I met a traveller from an antique land
Who said: “Two vast and trunkless legs of stone
Stand in the desert. Near them on the sand,
Half sunk, a shattered visage lies, whose frown
And wrinkled lip and sneer of cold command
Tell that its sculptor well those passions read
Which yet survive, stamped on these lifeless things,
The hand that mocked them and the heart that fed.
And on the pedestal these words appear:
`My name is Ozymandias, King of Kings:
Look on my works, ye mighty, and despair!'
Nothing beside remains. Round the decay
Of that colossal wreck, boundless and bare,
The lone and level sands stretch far away”.

Shelley has used the exotic ancient past of Egypt to demonstrate that art can critique power and, perhaps, to make a statement about the politics of his own time. Ozymandias may have been a despotic tyrant but his Empire and his monument have been reduced to rubble – only the sneer remains and the inscription. The traveller who is relating the story looks about him after reading it but only sees the “Lone and level sands that stretch far away”. Nature is mightier than the king and all of his power and glory is reduced to dust. The vast desert is mocking human vanity and hubris. For me, this is an absolute masterpiece

Footnote: What does this poem have in common with Breaking Bad?
The final season of Breaking Bad follows Walter White as his meth-producing empire, metaphorically crumbles into the sand in the desert of New Mexico. Near the end of the consistently brilliant series one of the best episodes is called .........'Ozymandias'.

I have been listening to the brilliant but tragic Judee Sill singing The Kiss. You can hear it here. There is also a live version from the BBC which I find very emotional (but I'm a bit soppy).


Parnassus said...

Hello Bazza, I have never yet gotten such fast results from subscribing to a blog!

An odd coincidence--just the other day I was reading Ozymandias when I found it on my hard drive.

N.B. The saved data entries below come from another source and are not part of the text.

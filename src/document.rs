use egui::Pos2;

use crate::drawable::Drawable;

/// The drawing history: an ordered sequence of committed drawables plus a
/// redo buffer. The committed sequence in order is exactly what renders;
/// insertion order is paint order, later entries on top.
#[derive(Debug, Default)]
pub struct Document {
    committed: Vec<Drawable>,
    redo_stack: Vec<Drawable>,
}

impl Document {
    /// Creates a new empty document
    pub fn new() -> Self {
        Self {
            committed: Vec::new(),
            redo_stack: Vec::new(),
        }
    }

    pub fn drawables(&self) -> &[Drawable] {
        &self.committed
    }

    pub fn is_empty(&self) -> bool {
        self.committed.is_empty()
    }

    /// Finalize a drawable into permanent history. Any new work invalidates
    /// the redo buffer.
    pub fn commit(&mut self, drawable: Drawable) {
        self.committed.push(drawable);
        self.redo_stack.clear();
    }

    /// Move the most recent drawable onto the redo buffer. No-op on an
    /// empty history; returns whether anything changed.
    pub fn undo(&mut self) -> bool {
        if let Some(drawable) = self.committed.pop() {
            self.redo_stack.push(drawable);
            true
        } else {
            false
        }
    }

    /// Move the top of the redo buffer back onto the committed sequence.
    /// No-op when there is nothing to redo.
    pub fn redo(&mut self) -> bool {
        if let Some(drawable) = self.redo_stack.pop() {
            self.committed.push(drawable);
            true
        } else {
            false
        }
    }

    /// Returns true if there are drawables that can be undone
    pub fn can_undo(&self) -> bool {
        !self.committed.is_empty()
    }

    /// Returns true if there are drawables that can be redone
    pub fn can_redo(&self) -> bool {
        !self.redo_stack.is_empty()
    }

    /// Empty both sequences. There is no way back from this; callers gate it
    /// behind a confirmation.
    pub fn clear(&mut self) {
        self.committed.clear();
        self.redo_stack.clear();
    }

    /// Index of the topmost committed sticker within pick radius of `pos`,
    /// if any. Later entries paint on top, so they are checked first.
    pub fn sticker_at(&self, pos: Pos2) -> Option<usize> {
        self.committed
            .iter()
            .enumerate()
            .rev()
            .find_map(|(index, drawable)| match drawable.as_sticker() {
                Some(sticker) if sticker.hit_test(pos) => Some(index),
                _ => None,
            })
    }

    /// Overwrite a committed sticker's position in place. Dragging does not
    /// create a history entry and leaves the redo buffer untouched.
    pub fn move_sticker(&mut self, index: usize, pos: Pos2) {
        if let Some(sticker) = self
            .committed
            .get_mut(index)
            .and_then(|drawable| drawable.as_sticker_mut())
        {
            sticker.set_position(pos);
        }
    }
}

I love this poem. The most prominent interpretation is the transience of life and power, but it can be looked at another way. The ancient Egyptians felt that one would be immortal as long as one's name was continually pronounced. In that sense, the inscription and sneer were all that were necessary to keep alive Ozymandias' name and personality, and thereby power, especially when compared to the countless individuals buried under all that "boundless and bare" sand.

bazza said...

Hi Jim. In researching this post I discovered that, far from being an imagined figure as I had supposed, Ozymandias was a Greek name for the Egyptian pharaoh Rameses II. I think a lot of what Shelley wrote was imagined rather than known!

David said...

Hi bazza,
Great poem! Strangely enough, when I was just a wee person in middle school, I was a member of our school choir, and we once sang at a concert together with other local schools and one of the things we sang was a version of this poem set to music. I distinctly remember the lines, "My name is Ozymandias king of kings". I also remember being quite taken with the exotic things the poem described. So, a bit of a journey down memory lane for me this time, bazza. Thank you.
Best Wishes,

Hilary Melton-Butcher said...

Hi Bazza - well I'd never heard of Ozymandias ... but now I definitely am cognisant - and of its poetic intent ... nothing is forever ... once again a fascinating post - thanks and cheers Hilary

bazza said...

David: That's interesting, I had never heard it sung but I just went to find a few versions on You Tube.....I don't think it is in danger of being a hit song! I think that if a poem makes an impression while you are young, then it stays with you for life - I have quite a few always in my head! Thank you for visiting.

bazza said...

Hilary: I hope the discovery was good for you! I have just updated the post with a photo that beautifully illustrates the poem.